Al poco tiempo se "pierden los papeles"

        Siempre me ha parecido bastante ilustrativo participar en conversaciones informales con gente joven, con niños incluso muy pequeños. Ayuda mucho a conocer su mentalidad, y con lo que se aprende puede uno ahorrarse muchos errores en la educación.

        A veces en los transportes públicos nos vemos obligados a enriquecernos con esas conversaciones, aunque sólo sea como oyentes, pues la gente joven suele tener buena voz y hace generoso uso de ella sin preocuparse mucho de que en todo el autobús o todo el vagón casi no se oiga otra cosa.

        No hace mucho coincidí en un viaje en tren con un grupo de alumnos de un colegio. Hablaban muy animadamente, lejos en ese momento del cuidado del profesor que iba con ellos.

        Al principio tenía bastante gracia y resultaba incluso divertido. Cada uno de los contendientes iba aguzando su ingenio, tratando de aprovecharse de los fallos dialécticos del contrario y de ironizar sobre sus razones. Pero al cabo de media hora todos los viajeros presentes estábamos rendidos. Y acabamos rendidos porque:

         Era como si a ninguno le importara en absoluto lo que el otro dijera. Mientras uno habla, el otro prepara su respuesta. Y si se le ocurre algo antes de que termine, le interrumpe sin contemplaciones.

        Según avanza la discusión, las posturas se van alejando más, en vez de converger.

        Las afirmaciones son cada vez más radicales. A veces, da la impresión de que incluso van más allá de lo que piensan, pero lo hacen para forzar su imposición dialéctica.

        Cuando uno se ve un poco acorralado o se le acaban los argumentos, no duda en recurrir a ataques personales o a hacer descalificaciones demagógicas sin molestarse en razonarlas.
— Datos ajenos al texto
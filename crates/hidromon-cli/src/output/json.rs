use std::io;

use hidromon_client::contracts::envelope::failure_from_error;
use hidromon_client::{ClientError, SuccessEnvelope};
use serde::Serialize;
use serde_json::json;

pub fn render_success_json(success: &SuccessEnvelope) -> io::Result<String> {
    let value = match success.command.as_str() {
        "parameters" | "history" => json!({
            "ok": true,
            "command": success.command,
            "version": success.version,
            "data": success.data,
        }),
        _ => {
            return Err(io::Error::other(format!(
                "JSON output is not supported for command `{}`",
                success.command
            )));
        }
    };

    serialize_json_pretty(&value)
}

pub fn render_error_json(error: &ClientError) -> io::Result<String> {
    serialize_json_pretty(&failure_from_error(error))
}

fn serialize_json_pretty<T>(value: &T) -> io::Result<String>
where
    T: Serialize,
{
    serde_json::to_string_pretty(value).map_err(io::Error::other)
}
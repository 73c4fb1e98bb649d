use std::io;

use serde_json::Value;

use super::format::{Align, Column, render_table_or_blocks, terminal_width};

const HISTORY_COLUMNS: [Column<'static>; 5] = [
    Column {
        name: "No",
        align: Align::Right,
    },
    Column {
        name: "Time",
        align: Align::Left,
    },
    Column {
        name: "Component",
        align: Align::Left,
    },
    Column {
        name: "Value",
        align: Align::Right,
    },
    Column {
        name: "Note",
        align: Align::Left,
    },
];

pub fn render_history(data: &Value) -> io::Result<String> {
    render_history_with_width(data, terminal_width())
}

fn render_history_with_width(data: &Value, max_width: usize) -> io::Result<String> {
    let rows = data
        .get("rows")
        .and_then(Value::as_array)
        .ok_or_else(|| io::Error::other("history output requires rows"))?;
    let from = string_field(data, "from");
    let to = string_field(data, "to");
    let total = data
        .get("total_records")
        .and_then(Value::as_u64)
        .unwrap_or(0);

    let mut lines = vec![
        format!(
            "History from {from} to {to} ({} of {total} records):",
            rows.len()
        ),
        String::new(),
    ];

    if rows.is_empty() {
        lines.push("  No history in that date range.".to_string());
        return Ok(lines.join("\n"));
    }

    let table_rows = rows.iter().map(history_row).collect::<Vec<Vec<String>>>();
    lines.extend(render_table_or_blocks(
        &HISTORY_COLUMNS,
        &table_rows,
        max_width,
        "Event",
    ));
    Ok(lines.join("\n"))
}

fn history_row(row: &Value) -> Vec<String> {
    vec![
        row.get("sequence_number")
            .and_then(Value::as_u64)
            .map(|value| value.to_string())
            .unwrap_or_default(),
        string_field(row, "timestamp"),
        string_field(row, "pump_type"),
        parameter_value_text(row.get("parameter_value")),
        string_field(row, "description"),
    ]
}

fn parameter_value_text(value: Option<&Value>) -> String {
    match value {
        Some(Value::String(text)) => text.clone(),
        Some(Value::Number(number)) => number
            .as_f64()
            .map(|float| float.to_string())
            .unwrap_or_else(|| number.to_string()),
        Some(other) => other.to_string(),
        None => String::new(),
    }
}

fn string_field(value: &Value, key: &str) -> String {
    value
        .get(key)
        .and_then(Value::as_str)
        .unwrap_or_default()
        .to_string()
}
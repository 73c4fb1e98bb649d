use serde::Serialize;
use serde_json::Value;

pub const DEFAULT_NUTRIENT: f64 = 0.0;
pub const DEFAULT_WATER_LEVEL: f64 = 0.0;
/// Neutral pH.
pub const DEFAULT_PH: f64 = 7.0;

#[derive(Debug, Clone, Copy, PartialEq, Serialize)]
pub struct LiveParameters {
    pub nutrient: f64,
    pub water_level: f64,
    pub ph: f64,
}

impl Default for LiveParameters {
    fn default() -> Self {
        Self {
            nutrient: DEFAULT_NUTRIENT,
            water_level: DEFAULT_WATER_LEVEL,
            ph: DEFAULT_PH,
        }
    }
}

impl LiveParameters {
    /// Reads `TDS`, `WaterLevel` and `pH` from a `/parameters` snapshot. Each
    /// field falls back to its own default when absent or not numeric.
    pub fn from_snapshot(snapshot: Option<&Value>) -> Self {
        Self {
            nutrient: coerce_number(field(snapshot, "TDS")).unwrap_or(DEFAULT_NUTRIENT),
            water_level: coerce_number(field(snapshot, "WaterLevel"))
                .unwrap_or(DEFAULT_WATER_LEVEL),
            ph: coerce_number(field(snapshot, "pH")).unwrap_or(DEFAULT_PH),
        }
    }
}

fn field<'a>(snapshot: Option<&'a Value>, name: &str) -> Option<&'a Value> {
    snapshot?.get(name)
}

/// Loose numeric coercion for telemetry fields: numeric strings count,
/// blank strings read as zero, booleans as 0/1. `null` is an absent value in
/// the store.
fn coerce_number(value: Option<&Value>) -> Option<f64> {
    let number = match value? {
        Value::Null => return None,
        Value::Bool(flag) => f64::from(u8::from(*flag)),
        Value::Number(number) => number.as_f64()?,
        Value::String(text) => {
            let trimmed = text.trim();
            if trimmed.is_empty() {
                0.0
            } else {
                trimmed.parse::<f64>().ok()?
            }
        }
        Value::Array(_) | Value::Object(_) => return None,
    };

    number.is_finite().then_some(number)
}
Cualquier cosa, antes que dar la impresión de que uno pierde terreno, se deja convencer o cede un poco en sus afirmaciones.

Lo mismo en adultos

        Lo más triste es que las ideas de unos y otros no parecían estar muy lejanas. Podrían haberse puesto de acuerdo. No era un problema de fondo, sino de forma. Sus posturas serían fácilmente conciliables si las hablaran de otra manera, si aprendieran a intercambiar impresiones y puntos de vista, en vez de discutir acaloradamente.
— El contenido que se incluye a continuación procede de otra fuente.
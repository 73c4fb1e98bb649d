use std::fmt;

use serde::Serialize;

pub const NOT_AVAILABLE: &str = "Tidak tersedia";
pub const EPOCH_TIMESTAMP: &str = "1970-01-01 00:00:00";

#[derive(Debug, Clone, PartialEq, Serialize)]
#[serde(untagged)]
pub enum ParameterValue {
    Number(f64),
    Text(String),
}

impl ParameterValue {
    pub fn not_available() -> Self {
        Self::Text(NOT_AVAILABLE.to_string())
    }
}

impl fmt::Display for ParameterValue {
    fn fmt(&self, f: &mut fmt::Formatter<'_>) -> fmt::Result {
        match self {
            Self::Number(value) => write!(f, "{value}"),
            Self::Text(value) => f.write_str(value),
        }
    }
}

#[derive(Debug, Clone, PartialEq, Serialize)]
pub struct HistoryRecord {
    pub sequence_number: u64,
    /// `YYYY-MM-DD HH:mm:ss` as stored upstream; never empty.
    pub timestamp: String,
    pub pump_type: String,
    pub description: String,
    pub parameter_value: ParameterValue,
}
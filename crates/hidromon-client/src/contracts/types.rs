use serde::Serialize;

use crate::history::HistoryRecord;
use crate::live::{AlertFlags, GaugeReading, LiveParameters};

#[derive(Debug, Clone, Serialize)]
pub struct ParametersData {
    pub snapshot_path: String,
    pub parameters: LiveParameters,
    pub alerts: AlertFlags,
    pub gauges: Vec<GaugeReading>,
}

#[derive(Debug, Clone, Serialize)]
pub struct HistoryData {
    pub snapshot_path: String,
    pub from: String,
    pub to: String,
    pub total_records: usize,
    pub matched_records: usize,
    pub rows: Vec<HistoryRecord>,
}
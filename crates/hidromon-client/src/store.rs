use std::cell::RefCell;
use std::collections::VecDeque;
use std::fs;
use std::path::Path;
use std::rc::{Rc, Weak};

use serde_json::{Map, Value};
use tracing::debug;

use crate::{ClientError, ClientResult};

type Listener = Rc<RefCell<dyn FnMut(Option<&Value>)>>;

struct ListenerEntry {
    id: u64,
    segments: Vec<String>,
    callback: Listener,
}

struct StoreInner {
    root: Value,
    listeners: Vec<ListenerEntry>,
    next_id: u64,
    /// Paths written but not yet delivered to subscribers.
    queued_writes: VecDeque<Vec<String>>,
    delivering: bool,
}

/// In-memory stand-in for the real-time database.
///
/// Values live in one JSON tree addressed by `/`-separated paths. Subscribers
/// always receive the full value at their path, once on subscribe and again
/// after every write that touches it.
pub struct SnapshotStore {
    inner: Rc<RefCell<StoreInner>>,
}

impl Default for SnapshotStore {
    fn default() -> Self {
        Self::new(Value::Object(Map::new()))
    }
}

impl SnapshotStore {
    pub fn new(root: Value) -> Self {
        Self {
            inner: Rc::new(RefCell::new(StoreInner {
                root,
                listeners: Vec::new(),
                next_id: 1,
                queued_writes: VecDeque::new(),
                delivering: false,
            })),
        }
    }

    /// Loads a JSON export of the whole database. The top level must be an
    /// object.
    pub fn load(path: &Path) -> ClientResult<Self> {
        let body = fs::read_to_string(path)
            .map_err(|error| ClientError::snapshot_not_found(path, &error.to_string()))?;
        let root = serde_json::from_str::<Value>(&body)
            .map_err(|error| ClientError::snapshot_invalid(path, &error.to_string()))?;
        if !root.is_object() {
            return Err(ClientError::snapshot_invalid(
                path,
                "top-level value must be an object",
            ));
        }

        debug!(path = %path.display(), "loaded store snapshot");
        Ok(Self::new(root))
    }

    pub fn snapshot(&self, path: &str) -> Option<Value> {
        let inner = self.inner.borrow();
        resolve(&inner.root, &split_path(path)).cloned()
    }

    /// Replaces the value at `path`; `null` deletes it. Every subscriber whose
    /// path overlaps the write receives its new snapshot.
    ///
    /// A write made from inside a subscriber callback is applied at once but
    /// delivered only after the current round of callbacks has finished.
    pub fn set(&self, path: &str, value: Value) {
        let segments = split_path(path);
        let nested = {
            let mut inner = self.inner.borrow_mut();
            write(&mut inner.root, &segments, value);
            inner.queued_writes.push_back(segments);
            let nested = inner.delivering;
            inner.delivering = true;
            nested
        };

        if nested {
            debug!(path, "queued write made during delivery");
            return;
        }
        self.deliver_queued();
    }

    /// Drains queued writes, invoking callbacks with the store unborrowed so
    /// they may read, write, subscribe or cancel.
    fn deliver_queued(&self) {
        loop {
            let deliveries = {
                let mut inner = self.inner.borrow_mut();
                let Some(segments) = inner.queued_writes.pop_front() else {
                    inner.delivering = false;
                    return;
                };

                let pending = inner
                    .listeners
                    .iter()
                    .filter(|entry| overlaps(&entry.segments, &segments))
                    .map(|entry| {
                        (
                            Rc::clone(&entry.callback),
                            resolve(&inner.root, &entry.segments).cloned(),
                        )
                    })
                    .collect::<Vec<(Listener, Option<Value>)>>();
                pending
            };

            for (callback, snapshot) in deliveries {
                invoke(&callback, snapshot.as_ref());
            }
        }
    }

    pub fn subscribe<F>(&self, path: &str, on_update: F) -> Subscription
    where
        F: FnMut(Option<&Value>) + 'static,
    {
        let segments = split_path(path);
        let callback: Listener = Rc::new(RefCell::new(on_update));
        let (id, initial, nested) = {
            let mut inner = self.inner.borrow_mut();
            let id = inner.next_id;
            inner.next_id += 1;
            let initial = resolve(&inner.root, &segments).cloned();
            inner.listeners.push(ListenerEntry {
                id,
                segments,
                callback: Rc::clone(&callback),
            });
            let nested = inner.delivering;
            inner.delivering = true;
            (id, initial, nested)
        };

        debug!(path, id, "subscribed to store path");
        invoke(&callback, initial.as_ref());
        if !nested {
            self.deliver_queued();
        }

        Subscription {
            id,
            path: path.to_string(),
            store: Some(Rc::downgrade(&self.inner)),
        }
    }

    pub fn subscriber_count(&self) -> usize {
        self.inner.borrow().listeners.len()
    }
}

/// Handle for one live subscription. Cancelling more than once is a no-op, and
/// dropping the handle cancels it.
pub struct Subscription {
    id: u64,
    path: String,
    store: Option<Weak<RefCell<StoreInner>>>,
}

impl Subscription {
    pub fn is_active(&self) -> bool {
        let Some(inner) = self.store.as_ref().and_then(Weak::upgrade) else {
            return false;
        };
        let active = inner
            .borrow()
            .listeners
            .iter()
            .any(|entry| entry.id == self.id);
        active
    }

    pub fn cancel(&mut self) {
        let Some(store) = self.store.take() else {
            return;
        };
        if let Some(inner) = store.upgrade() {
            inner
                .borrow_mut()
                .listeners
                .retain(|entry| entry.id != self.id);
            debug!(path = %self.path, id = self.id, "cancelled store subscription");
        }
    }
}

impl Drop for Subscription {
    fn drop(&mut self) {
        self.cancel();
    }
}

fn invoke(callback: &Listener, snapshot: Option<&Value>) {
    match callback.try_borrow_mut() {
        Ok(mut on_update) => (&mut *on_update)(snapshot),
        // A callback that is still running is never re-entered.
        Err(_) => debug!("skipped delivery to a callback that is still running"),
    }
}

fn split_path(path: &str) -> Vec<String> {
    path.split('/')
        .filter(|segment| !segment.is_empty())
        .map(str::to_string)
        .collect()
}

fn resolve<'a>(root: &'a Value, segments: &[String]) -> Option<&'a Value> {
    let mut current = root;
    for segment in segments {
        current = current.as_object()?.get(segment)?;
    }
    if current.is_null() {
        return None;
    }
    Some(current)
}

fn write(root: &mut Value, segments: &[String], value: Value) {
    let Some((last, parents)) = segments.split_last() else {
        *root = if value.is_null() {
            Value::Object(Map::new())
        } else {
            value
        };
        return;
    };

    let mut current = root;
    for segment in parents {
        if !current.is_object() {
            *current = Value::Object(Map::new());
        }
        let Some(object) = current.as_object_mut() else {
            return;
        };
        current = object
            .entry(segment.clone())
            .or_insert_with(|| Value::Object(Map::new()));
    }

    if !current.is_object() {
        *current = Value::Object(Map::new());
    }
    if let Some(object) = current.as_object_mut() {
        if value.is_null() {
            object.shift_remove(last);
        } else {
            object.insert(last.clone(), value);
        }
    }
}

fn overlaps(left: &[String], right: &[String]) -> bool {
    left.iter().zip(right.iter()).all(|(a, b)| a == b)
}
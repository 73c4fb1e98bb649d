use std::path::Path;

use serde_json::{Value, json};
use thiserror::Error;

pub(crate) const HISTORY_HELP_COMMAND: &str = "hidromon history --help";

#[derive(Debug, Clone, Error)]
#[error("{message}")]
pub struct ClientError {
    pub code: String,
    pub message: String,
    pub recovery_steps: Vec<String>,
    pub data: Option<Value>,
}

impl ClientError {
    pub fn new(code: &str, message: &str, recovery_steps: Vec<String>) -> Self {
        Self {
            code: code.to_string(),
            message: message.to_string(),
            recovery_steps,
            data: None,
        }
    }

    pub fn with_data(mut self, data: Value) -> Self {
        self.data = Some(data);
        self
    }

    pub fn invalid_argument_for_command(message: &str, command: Option<&str>) -> Self {
        let help_hint = match command {
            Some(cmd) => format!("Run `hidromon {cmd} --help` for usage."),
            None => "Run `hidromon --help` for usage.".to_string(),
        };
        let error = Self::new("invalid_argument", message, vec![help_hint]);
        if let Some(cmd) = command {
            return error.with_data(json!({
                "command_hint": cmd,
            }));
        }
        error
    }

    pub fn invalid_argument_with_recovery(message: &str, recovery_steps: Vec<String>) -> Self {
        Self::new("invalid_argument", message, recovery_steps)
    }

    pub fn missing_date_range(start_day: Option<&str>, end_day: Option<&str>) -> Self {
        let mut missing = Vec::new();
        if start_day.is_none() {
            missing.push("from");
        }
        if end_day.is_none() {
            missing.push("to");
        }

        Self::new(
            "missing_date_range",
            "Missing date range: choose both a start date and an end date.",
            vec![
                "Pick a start date and an end date (YYYY-MM-DD), then search again.".to_string(),
                format!("Run `{HISTORY_HELP_COMMAND}` for usage."),
            ],
        )
        .with_data(json!({
            "missing": missing,
            "from": start_day,
            "to": end_day,
        }))
    }

    pub fn invalid_calendar_day(field_name: &str, value: &str, command: &str) -> Self {
        Self::invalid_argument_for_command(
            &format!(
                "`{field_name}` must use YYYY-MM-DD format with a real calendar date (got `{value}`)."
            ),
            Some(command),
        )
    }

    pub fn snapshot_not_found(path: &Path, detail: &str) -> Self {
        let location = path.display().to_string();
        Self::new(
            "snapshot_not_found",
            &format!("Cannot read store snapshot at `{location}`: {detail}"),
            vec![
                "Export the real-time database as JSON and save it to that path.".to_string(),
                "Or pass `--snapshot <path>` / set `HIDROMON_SNAPSHOT` to an existing export."
                    .to_string(),
            ],
        )
        .with_data(json!({
            "snapshot_path": location,
        }))
    }

    pub fn snapshot_invalid(path: &Path, detail: &str) -> Self {
        let location = path.display().to_string();
        Self::new(
            "snapshot_invalid",
            &format!("Store snapshot at `{location}` is not a JSON object: {detail}"),
            vec![
                "Provide the full database export, e.g. {\"parameters\": {..}, \"history\": {..}}."
                    .to_string(),
            ],
        )
        .with_data(json!({
            "snapshot_path": location,
        }))
    }

    pub fn config_unresolved(detail: &str) -> Self {
        Self::new(
            "internal_config_error",
            &format!("Could not resolve the store snapshot location: {detail}"),
            vec!["Pass `--snapshot <path>` or set `HIDROMON_SNAPSHOT`.".to_string()],
        )
    }

    pub fn internal_serialization(message: &str) -> Self {
        Self::new("internal_serialization_error", message, Vec::new())
    }
}

pub type ClientResult<T> = Result<T, ClientError>;
use std::cmp;

#[derive(Debug, Clone, Copy, Eq, PartialEq)]
pub enum Align {
    Left,
    Right,
}

#[derive(Debug, Clone, Copy)]
pub struct Column<'a> {
    pub name: &'a str,
    pub align: Align,
}

const INDENT: usize = 2;
const COLUMN_GAP: usize = 2;

pub fn terminal_width() -> usize {
    let from_env = std::env::var("COLUMNS")
        .ok()
        .and_then(|value| value.parse::<usize>().ok())
        .unwrap_or(100);
    cmp::max(from_env, 40)
}

pub fn key_value_rows(entries: &[(&str, String)], indent: usize) -> Vec<String> {
    let label_width = entries
        .iter()
        .map(|(label, _)| label.chars().count())
        .max()
        .unwrap_or(0);
    let padding = " ".repeat(indent);

    entries
        .iter()
        .map(|(label, value)| format!("{padding}{label:<label_width$}  {value}"))
        .collect()
}

/// Renders rows as an aligned table, or as one labelled block per row when the
/// table would not fit in `max_width`.
pub fn render_table_or_blocks(
    columns: &[Column<'_>],
    rows: &[Vec<String>],
    max_width: usize,
    block_label: &str,
) -> Vec<String> {
    if columns.is_empty() {
        return Vec::new();
    }

    let widths = column_widths(columns, rows);
    let table_width =
        INDENT + widths.iter().sum::<usize>() + COLUMN_GAP * columns.len().saturating_sub(1);
    if table_width > max_width {
        return render_blocks(columns, rows, block_label);
    }

    let header = columns
        .iter()
        .map(|column| column.name.to_string())
        .collect::<Vec<String>>();
    let mut output = vec![format_row(columns, &header, &widths)];
    output.push(format!(
        "{}{}",
        " ".repeat(INDENT),
        "-".repeat(table_width - INDENT)
    ));
    for row in rows {
        output.push(format_row(columns, row, &widths));
    }
    output
}

fn column_widths(columns: &[Column<'_>], rows: &[Vec<String>]) -> Vec<usize> {
    let mut widths = columns
        .iter()
        .map(|column| column.name.chars().count())
        .collect::<Vec<usize>>();

    for row in rows {
        for (index, value) in row.iter().enumerate() {
            if let Some(slot) = widths.get_mut(index) {
                *slot = cmp::max(*slot, value.chars().count());
            }
        }
    }

    widths
}

fn format_row(columns: &[Column<'_>], cells: &[String], widths: &[usize]) -> String {
    let pieces = columns
        .iter()
        .enumerate()
        .map(|(index, column)| {
            let width = widths.get(index).copied().unwrap_or(0);
            let value = cells.get(index).map(String::as_str).unwrap_or("");
            match column.align {
                Align::Left => format!("{value:<width$}"),
                Align::Right => format!("{value:>width$}"),
            }
        })
        .collect::<Vec<String>>();

    let line = format!("{}{}", " ".repeat(INDENT), pieces.join("  "));
    line.trim_end().to_string()
}

fn render_blocks(columns: &[Column<'_>], rows: &[Vec<String>], block_label: &str) -> Vec<String> {
    let labels = columns
        .iter()
        .map(|column| format!("{}:", column.name))
        .collect::<Vec<String>>();
    let label_width = labels
        .iter()
        .map(|label| label.chars().count())
        .max()
        .unwrap_or(0);

    let mut output = Vec::new();
    for (row_index, row) in rows.iter().enumerate() {
        if row_index > 0 {
            output.push(String::new());
        }
        output.push(format!("  {block_label} {}:", row_index + 1));
        for (column_index, label) in labels.iter().enumerate() {
            let value = row.get(column_index).map(String::as_str).unwrap_or("");
            output.push(format!("    {label:<label_width$}  {value}"));
        }
    }
    output
}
        — Es que los chicos son muy apasionados...

        Pero si examinamos nuestra vida, es algo que puede estar sucediéndonos a nosotros mismos y casi no nos damos cuenta. Muchas veces parece que tenemos nuestra verdad y nos cuesta dar entrada en ella a cualquier idea que venga de fuera. Como si tuviéramos una oposición permanente a todo lo ajeno, una tendencia a condenar, a discutirlo todo.

Nunca discutir

        — Pero hay cosas que pertenecen a lo sustancial de nuestras convicciones y en las que no se debe ceder...

        Es verdad, pero hay que pensar que esas convicciones básicas, aunque sean muy importantes, también suelen ser pocas. Y sobre todo, que lo habitual es que las peleas y discusiones sean por otras cosas mucho más secundarias.

        Sería interesante que pasáramos por el tamiz de nuestra propia ironía las razones que nos llevan a discutir. Con frecuencia nos parecerían ridículas. Descubriríamos que la amargura que deja toda polémica desabrida es un sabor que no vale la pena probar.

        Y descubriríamos que habitualmente resultará más grato y más enriquecedor buscar las cosas que unen, en vez de las que separan.

        Y que cuando haya que contrastar ideas lo hagamos con elegancia, sin olvidar aquello que decía Séneca de que la verdad se pierde en las discusiones prolongadas.

        Además, pensando en el hijo adolescente, si no siempre es fácil conseguir que acepte los consejos que sus padres le dan de forma razonada y respetuosa con su libertad, ¿cómo podemos pretender que los acepte –sobre todo a partir de cierta edad– si los damos en forma de imposiciones poco razonadas en medio de una discusión?